Angesichts der Art und Weise, wie Facebook mit seiner derzeitigen sozialen Verantwortung umgeht, sollten wir jedoch vorsichtig sein, wie viel Kontrolle ein einzelnes Unternehmen über das potenzielle Metaverse haben sollte. Wir haben die Möglichkeit, bei der Konstruktion sozialer Welten in der virtuellen Realität proaktiv vorzugehen, anstatt reaktiv auf die aktuellen sozialen Produkte von Meta zu reagieren.


Facebook-CEO Mark Zuckerberg kündigte die Namensänderung und seine Ambitionen für ein Metaverse für Unternehmen, Unterhaltung und sinnvolle soziale Interaktionen während einer virtuellen Veranstaltung im Oktober 2021 an. (AP Photo/Eric Risberg)

Als Wissenschaftler, der die soziale Interaktion in virtuellen Realitätsräumen erforscht, habe ich Bedenken hinsichtlich der Kontrolle des Metaverse durch Facebook. Diese Bedenken haben mich bei meinen Entscheidungen geleitet, als ich im Rahmen von VARC-Labs an der DePaul University Kurse in VR-Klassenzimmern unterrichtete und als ich am Institut für Kommunikation, Kultur, Information und Technologie an der University of Toronto Mississauga ein Forschungsprogramm für virtuelle Realität aufbaute.

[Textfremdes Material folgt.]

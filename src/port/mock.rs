//! In-memory duplex stream for testing.
//!
//! `MockConnector` hands out a reader/writer pair backed by shared state, so a
//! test can keep a clone of the connector and act as the dongle: enqueue bytes
//! for the port to receive, inspect what the port wrote, echo writes back,
//! drop the link, or make connects and writes fail.

use super::error::TransportError;
use super::traits::{
    LinkParams, PortSettings, StreamConnector, StreamPair, StreamReader, StreamShutdown,
    StreamWriter,
};
use parking_lot::{Condvar, Mutex};
use std::collections::VecDeque;
use std::io;
use std::sync::Arc;
use std::time::Duration;

/// Failure modes a mock connect can simulate.
#[derive(Debug, Clone, Copy, PartialEq, Eq)]
pub enum ConnectFailure {
    Refused,
    Timeout,
}

#[derive(Debug, Default)]
struct MockState {
    /// Bytes the port will receive.
    read_queue: VecDeque<u8>,
    /// Every successful write, one entry per call.
    write_log: Vec<Vec<u8>>,
    /// Loop writes back into the read queue.
    echo: bool,
    /// The simulated peer hung up; reads report end-of-stream.
    peer_closed: bool,
    /// The port shut the current stream down.
    shut_down: bool,
    fail_connect: Option<ConnectFailure>,
    fail_writes: bool,
    /// Writes block until the stream is shut down, like a peer that stopped reading.
    stall_writes: bool,
    /// Writers currently parked by `stall_writes`.
    blocked_writes: usize,
    connect_count: usize,
    last_params: Option<LinkParams>,
}

#[derive(Debug, Default)]
struct MockShared {
    state: Mutex<MockState>,
    readable: Condvar,
}

/// Mock stream connector for testing.
///
/// # Example
/// ```
/// use std::time::Duration;
/// use zigbee_port::port::{MockConnector, TransportPort, ZigBeePort};
///
/// let dongle = MockConnector::new("MOCK0");
/// let port = TransportPort::new(dongle.clone());
/// port.open().unwrap();
///
/// dongle.enqueue_read(&[0x1A]);
/// assert_eq!(port.read_timeout(Duration::from_secs(1)), Some(0x1A));
///
/// port.write(&[0xC0]);
/// assert_eq!(dongle.written_bytes(), vec![0xC0]);
/// port.close();
/// ```
#[derive(Clone)]
pub struct MockConnector {
    name: String,
    shared: Arc<MockShared>,
}

impl MockConnector {
    pub fn new(name: impl Into<String>) -> Self {
        Self {
            name: name.into(),
            shared: Arc::new(MockShared::default()),
        }
    }

    /// Create a connector that echoes every write back to the reader.
    pub fn loopback(name: impl Into<String>) -> Self {
        let mock = Self::new(name);
        mock.set_echo(true);
        mock
    }

    /// Queue bytes for the port to receive.
    pub fn enqueue_read(&self, data: &[u8]) {
        let mut state = self.shared.state.lock();
        state.read_queue.extend(data);
        drop(state);
        self.shared.readable.notify_all();
    }

    pub fn set_echo(&self, echo: bool) {
        self.shared.state.lock().echo = echo;
    }

    /// Simulate the peer dropping the connection.
    pub fn disconnect_peer(&self) {
        self.shared.state.lock().peer_closed = true;
        self.shared.readable.notify_all();
    }

    /// Make the next connect attempt fail.
    pub fn fail_next_connect(&self, failure: ConnectFailure) {
        self.shared.state.lock().fail_connect = Some(failure);
    }

    pub fn set_fail_writes(&self, fail: bool) {
        self.shared.state.lock().fail_writes = fail;
    }

    /// Make writes block until the stream is shut down or the peer hangs up.
    pub fn set_stall_writes(&self, stall: bool) {
        self.shared.state.lock().stall_writes = stall;
        self.shared.readable.notify_all();
    }

    /// Number of writes currently blocked by [`set_stall_writes`](Self::set_stall_writes).
    pub fn blocked_writes(&self) -> usize {
        self.shared.state.lock().blocked_writes
    }

    /// Copy of every write, one entry per call.
    pub fn get_write_log(&self) -> Vec<Vec<u8>> {
        self.shared.state.lock().write_log.clone()
    }

    /// All written bytes, concatenated.
    pub fn written_bytes(&self) -> Vec<u8> {
        self.shared.state.lock().write_log.concat()
    }

    pub fn clear_write_log(&self) {
        self.shared.state.lock().write_log.clear();
    }

    pub fn connect_count(&self) -> usize {
        self.shared.state.lock().connect_count
    }

    /// Link overrides passed to the most recent successful connect.
    pub fn last_params(&self) -> Option<LinkParams> {
        self.shared.state.lock().last_params
    }

    /// Whether the port shut the current stream down.
    pub fn was_shut_down(&self) -> bool {
        self.shared.state.lock().shut_down
    }

    /// Bytes queued but not yet pulled by the port.
    pub fn pending_bytes(&self) -> usize {
        self.shared.state.lock().read_queue.len()
    }
}

impl std::fmt::Debug for MockConnector {
    fn fmt(&self, f: &mut std::fmt::Formatter<'_>) -> std::fmt::Result {
        f.debug_struct("MockConnector")
            .field("name", &self.name)
            .field("pending_bytes", &self.pending_bytes())
            .finish()
    }
}

impl StreamConnector for MockConnector {
    fn connect(
        &self,
        params: &LinkParams,
        settings: &PortSettings,
    ) -> Result<StreamPair, TransportError> {
        let mut state = self.shared.state.lock();
        if let Some(failure) = state.fail_connect.take() {
            return Err(match failure {
                ConnectFailure::Refused => TransportError::Refused(self.name.clone()),
                ConnectFailure::Timeout => {
                    TransportError::connect_timeout(self.name.clone(), settings.connect_timeout)
                }
            });
        }

        state.connect_count += 1;
        state.last_params = Some(*params);
        state.peer_closed = false;
        state.shut_down = false;
        drop(state);

        Ok(StreamPair {
            reader: Box::new(MockReader {
                shared: Arc::clone(&self.shared),
                poll_interval: settings.poll_interval,
            }),
            writer: Box::new(MockWriter {
                shared: Arc::clone(&self.shared),
            }),
            shutdown: Box::new(MockShutdown {
                shared: Arc::clone(&self.shared),
            }),
        })
    }

    fn target(&self) -> String {
        format!("mock://{}", self.name)
    }
}

struct MockReader {
    shared: Arc<MockShared>,
    poll_interval: Duration,
}

impl StreamReader for MockReader {
    fn read_chunk(&mut self, buf: &mut [u8]) -> io::Result<usize> {
        let mut state = self.shared.state.lock();
        if state.read_queue.is_empty() && !state.peer_closed && !state.shut_down {
            let _ = self.shared.readable.wait_for(&mut state, self.poll_interval);
        }

        if !state.read_queue.is_empty() {
            let n = buf.len().min(state.read_queue.len());
            for (slot, byte) in buf.iter_mut().zip(state.read_queue.drain(..n)) {
                *slot = byte;
            }
            return Ok(n);
        }
        if state.peer_closed || state.shut_down {
            return Ok(0);
        }
        Err(io::Error::new(io::ErrorKind::TimedOut, "no data available"))
    }
}

struct MockWriter {
    shared: Arc<MockShared>,
}

impl StreamWriter for MockWriter {
    fn write_all_flush(&mut self, data: &[u8]) -> io::Result<()> {
        let mut state = self.shared.state.lock();
        if state.stall_writes && !state.shut_down && !state.peer_closed {
            state.blocked_writes += 1;
            while state.stall_writes && !state.shut_down && !state.peer_closed {
                self.shared.readable.wait(&mut state);
            }
            state.blocked_writes -= 1;
        }
        if state.fail_writes {
            return Err(io::Error::new(io::ErrorKind::BrokenPipe, "simulated write failure"));
        }
        if state.shut_down || state.peer_closed {
            return Err(io::Error::new(io::ErrorKind::NotConnected, "stream is closed"));
        }
        state.write_log.push(data.to_vec());
        if state.echo {
            state.read_queue.extend(data);
            drop(state);
            self.shared.readable.notify_all();
        }
        Ok(())
    }
}

struct MockShutdown {
    shared: Arc<MockShared>,
}

impl StreamShutdown for MockShutdown {
    fn shutdown(&self) -> io::Result<()> {
        self.shared.state.lock().shut_down = true;
        self.shared.readable.notify_all();
        Ok(())
    }
}
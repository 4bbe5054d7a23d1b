//! Transport error types.
//!
//! Only connection establishment reports errors to callers. Everything that
//! happens after a successful open (write failures, peer disconnects, buffer
//! overruns) is logged and absorbed by the port.

use std::time::Duration;
use thiserror::Error;

/// Errors that can occur while establishing or addressing a transport link.
#[derive(Debug, Error)]
pub enum TransportError {
    /// The connect attempt did not complete within the configured timeout.
    #[error("Connection to {target} timed out after {timeout:?}")]
    ConnectTimeout { target: String, timeout: Duration },

    /// The remote end actively refused the connection.
    #[error("Connection refused by {0}")]
    Refused(String),

    /// The serial device does not exist.
    #[error("Serial device not found: {0}")]
    NotFound(String),

    /// The connection target could not be parsed or resolved.
    #[error("Invalid connection target '{target}': {reason}")]
    InvalidTarget { target: String, reason: String },

    /// `open` was called on a port that already owns a stream.
    #[error("Port is already open")]
    AlreadyOpen,

    /// An I/O error occurred while setting up the stream.
    #[error("I/O error: {0}")]
    Io(#[from] std::io::Error),

    /// A serialport-specific error occurred.
    #[error("Serial port error: {0}")]
    Serial(#[from] serialport::Error),
}

impl TransportError {
    /// Create an InvalidTarget error.
    pub fn invalid_target(target: impl Into<String>, reason: impl Into<String>) -> Self {
        Self::InvalidTarget {
            target: target.into(),
            reason: reason.into(),
        }
    }

    /// Create a NotFound error from a device path.
    pub fn not_found(path: impl Into<String>) -> Self {
        Self::NotFound(path.into())
    }

    /// Create a ConnectTimeout error.
    pub fn connect_timeout(target: impl Into<String>, timeout: Duration) -> Self {
        Self::ConnectTimeout {
            target: target.into(),
            timeout,
        }
    }
}

/// Result type for transport setup operations.
pub type TransportResult<T> = Result<T, TransportError>;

Wir alle sollten uns Gedanken darüber machen, wie Facebook die im Metaverse gesammelten Daten nutzen könnte und wird.

Ernsthafte Bedenken

Als Facebook entwickelt wurde, gehörte es zu einer Reihe von Websites mit sozialen Netzwerken, die als frivoler Teil des sozialen Lebens angesehen wurden. Ursprünglich schien die Hauptfunktion der Website darin zu bestehen, dass man auf dem Laufenden bleiben konnte, was der Mitbewohner am College zum Mittagessen aß. Im Laufe der Zeit entwickelte sich die Website jedoch zu einem Ort, an dem Menschen in großem Umfang soziale Kontakte pflegen, sich in Gemeinschaftsgruppen engagieren, auf soziale Unterstützung zugreifen und politische Informationen (und Fehlinformationen) mit einem breit vernetzten Publikum teilen konnten.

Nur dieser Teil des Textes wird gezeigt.